Give every line of the listing word for word, beginning at the first and including the line with "(a normalized tool" as the last.

---

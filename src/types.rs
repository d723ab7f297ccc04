//! Shared data model for the query-resolution pipeline.
//!
//! Defines [`ToolDescriptor`] (a backend capability), [`ParsedIntent`] (the
//! tiered result of intent parsing), [`McpResult`] (a normalized tool
//! invocation envelope), and [`FormattedResponse`] (the presentation-ready
//! answer handed to whatever renders it).

use serde::{Deserialize, Serialize};
use serde_json::{Map, Value};

/// HTTP method a tool is invoked with.
#[derive(Debug, Clone, Copy, PartialEq, Eq, Serialize, Deserialize, Default)]
#[serde(rename_all = "UPPERCASE")]
pub enum HttpMethod {
    #[default]
    Get,
    Post,
}

impl HttpMethod {
    pub fn as_str(&self) -> &'static str {
        match self {
            Self::Get => "GET",
            Self::Post => "POST",
        }
    }
}

impl std::fmt::Display for HttpMethod {
    fn fmt(&self, f: &mut std::fmt::Formatter<'_>) -> std::fmt::Result {
        f.write_str(self.as_str())
    }
}

impl std::str::FromStr for HttpMethod {
    type Err = String;

    fn from_str(s: &str) -> Result<Self, Self::Err> {
        match s.to_ascii_uppercase().as_str() {
            "GET" => Ok(Self::Get),
            "POST" => Ok(Self::Post),
            _ => Err(format!("unsupported HTTP method: {s}")),
        }
    }
}

/// A named backend capability discovered via the search backend.
///
/// Multiple descriptors may match a query; the selector picks exactly one
/// per request. Read-only to the pipeline.
#[derive(Debug, Clone, Serialize, Deserialize)]
#[serde(rename_all = "camelCase")]
pub struct ToolDescriptor {
    pub function_name: String,
    #[serde(default)]
    pub description: String,
    #[serde(default)]
    pub endpoint: String,
    #[serde(default)]
    pub http_method: HttpMethod,
    /// Free-text parameter documentation from the search index.
    #[serde(default)]
    pub parameters_spec: String,
    #[serde(default)]
    pub category: Option<String>,
    #[serde(default = "default_true")]
    pub is_active: bool,
}

fn default_true() -> bool {
    true
}

impl ToolDescriptor {
    /// A descriptor is usable only when both a name and an endpoint exist.
    pub fn is_invocable(&self) -> bool {
        !self.function_name.is_empty() && !self.endpoint.is_empty()
    }
}

/// The user's inferred goal, one variant per parsing tier.
///
/// Tiers are tried in declaration order: a native structured call from the
/// model beats the `Function:`/`Parameters:` text grammar, which beats
/// keyword extraction from the free-text reply.
#[derive(Debug, Clone, PartialEq)]
pub enum ParsedIntent {
    /// The model used native function calling.
    NativeCall {
        name: String,
        arguments: Map<String, Value>,
    },
    /// The model answered in the textual `Function:` / `Parameters:` grammar.
    TextGrammarCall {
        name: String,
        arguments: Map<String, Value>,
    },
    /// No structured form found; a search query scraped from the reply.
    KeywordFallback { query: String },
}

impl ParsedIntent {
    /// Tool name the model asked for, if a structured form was found.
    pub fn tool_name(&self) -> Option<&str> {
        match self {
            Self::NativeCall { name, .. } | Self::TextGrammarCall { name, .. } => Some(name),
            Self::KeywordFallback { .. } => None,
        }
    }

    /// The model-proposed arguments, empty for the keyword fallback.
    pub fn arguments(&self) -> Map<String, Value> {
        match self {
            Self::NativeCall { arguments, .. } | Self::TextGrammarCall { arguments, .. } => {
                arguments.clone()
            }
            Self::KeywordFallback { .. } => Map::new(),
        }
    }

    /// The search query to feed the tool-discovery backend.
    ///
    /// Prefers an explicit `query` argument, then the fallback query text.
    pub fn search_query(&self) -> Option<&str> {
        match self {
            Self::NativeCall { arguments, .. } | Self::TextGrammarCall { arguments, .. } => {
                arguments.get("query").and_then(Value::as_str)
            }
            Self::KeywordFallback { query } => Some(query),
        }
    }
}

/// Normalized tool invocation output. Created fresh per call, consumed
/// immediately by the formatter, never retained.
#[derive(Debug, Clone, Default, Serialize, Deserialize, PartialEq)]
pub struct McpResult {
    #[serde(skip_serializing_if = "Option::is_none")]
    pub success: Option<bool>,
    #[serde(skip_serializing_if = "Option::is_none")]
    pub data: Option<Value>,
    #[serde(skip_serializing_if = "Option::is_none")]
    pub error: Option<String>,
    #[serde(skip_serializing_if = "Option::is_none")]
    pub count: Option<u64>,
    #[serde(skip_serializing_if = "Option::is_none")]
    pub timestamp: Option<String>,
}

impl McpResult {
    pub fn from_error(message: impl Into<String>) -> Self {
        Self {
            error: Some(message.into()),
            ..Default::default()
        }
    }
}

/// The presentation-ready answer for one request. Exactly one variant,
/// chosen deterministically from the result shape and the query intent.
#[derive(Debug, Clone, Serialize, Deserialize, PartialEq)]
#[serde(tag = "kind", rename_all = "lowercase")]
pub enum FormattedResponse {
    Text {
        text: String,
    },
    #[serde(rename_all = "camelCase")]
    Table {
        summary: String,
        /// `None` in summary mode — only the aggregate text is shown.
        #[serde(skip_serializing_if = "Option::is_none")]
        table_data: Option<Vec<Value>>,
        tool_name: String,
    },
    #[serde(rename_all = "camelCase")]
    Document {
        summary: String,
        json_data: Value,
        tool_name: String,
    },
}

impl FormattedResponse {
    pub fn text(message: impl Into<String>) -> Self {
        Self::Text {
            text: message.into(),
        }
    }
}

/// Presentation recommendation derived from a record array's shape.
#[derive(Debug, Clone, Copy, PartialEq, Eq, Serialize, Deserialize)]
#[serde(rename_all = "snake_case")]
pub enum RecommendedView {
    /// Flat homogeneous records — a plain table.
    Table,
    /// Complex or non-homogeneous data — an inspectable JSON tree.
    Json,
    /// Partially nested — both views, nested fields flattened for the table.
    Mixed,
}

impl RecommendedView {
    pub fn as_str(&self) -> &'static str {
        match self {
            Self::Table => "table",
            Self::Json => "json",
            Self::Mixed => "mixed",
        }
    }
}

/// Read-only shape analysis of a result's record array.
#[derive(Debug, Clone, Serialize)]
pub struct DataShapeAnalysis {
    pub is_tabular: bool,
    pub is_homogeneous: bool,
    pub has_complex_nesting: bool,
    pub record_count: usize,
    pub field_count: usize,
    pub complex_field_count: usize,
    pub recommended_view: RecommendedView,
}

/// Role of a chat message in the conversation context.
#[derive(Debug, Clone, Copy, PartialEq, Eq, Serialize, Deserialize)]
#[serde(rename_all = "snake_case")]
pub enum Role {
    User,
    Assistant,
    System,
}

/// One prior conversation turn, passed to the intent resolver as context.
#[derive(Debug, Clone, Serialize, Deserialize)]
pub struct ChatMessage {
    pub role: Role,
    pub content: String,
}

impl ChatMessage {
    pub fn user(content: impl Into<String>) -> Self {
        Self {
            role: Role::User,
            content: content.into(),
        }
    }

    pub fn assistant(content: impl Into<String>) -> Self {
        Self {
            role: Role::Assistant,
            content: content.into(),
        }
    }
}

/// A native structured function call emitted by the model backend.
#[derive(Debug, Clone, Serialize, Deserialize)]
pub struct FunctionCall {
    pub name: String,
    #[serde(default)]
    pub arguments: Value,
}

/// Token accounting reported by the model backend.
#[derive(Debug, Clone, Copy, Serialize, Deserialize)]
#[serde(rename_all = "camelCase")]
pub struct Usage {
    pub prompt_tokens: u64,
    pub completion_tokens: u64,
    pub total_tokens: u64,
}

/// Reply envelope from the model backend.
#[derive(Debug, Clone, Serialize, Deserialize)]
#[serde(rename_all = "camelCase")]
pub struct IntentResponse {
    #[serde(default)]
    pub ai_message: String,
    #[serde(default)]
    pub function_calls: Option<Vec<FunctionCall>>,
    #[serde(default)]
    pub usage: Option<Usage>,
    #[serde(default)]
    pub model: Option<String>,
}

/// One field of the search backend's index schema.
#[derive(Debug, Clone, Serialize, Deserialize)]
#[serde(rename_all = "camelCase")]
pub struct FieldSchema {
    pub name: String,
    #[serde(rename = "type")]
    pub field_type: String,
    #[serde(default)]
    pub key: Option<bool>,
    #[serde(default)]
    pub searchable: Option<bool>,
    #[serde(default)]
    pub filterable: Option<bool>,
    #[serde(default)]
    pub sortable: Option<bool>,
}

/// The search backend's index schema, used for capability answers.
#[derive(Debug, Clone, Serialize, Deserialize)]
#[serde(rename_all = "camelCase")]
pub struct IndexSchema {
    pub index_name: String,
    #[serde(default)]
    pub fields: Vec<FieldSchema>,
}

---

OUTPUT FOR THIS EXERCISE:
filename src/types.rs
repository d723ab7f297ccc04
//! Shared data model for the query-resolution pipeline.
//!
//! Defines [`ToolDescriptor`] (a backend capability), [`ParsedIntent`] (the
//! tiered result of intent parsing), [`McpResult`] (a normalized tool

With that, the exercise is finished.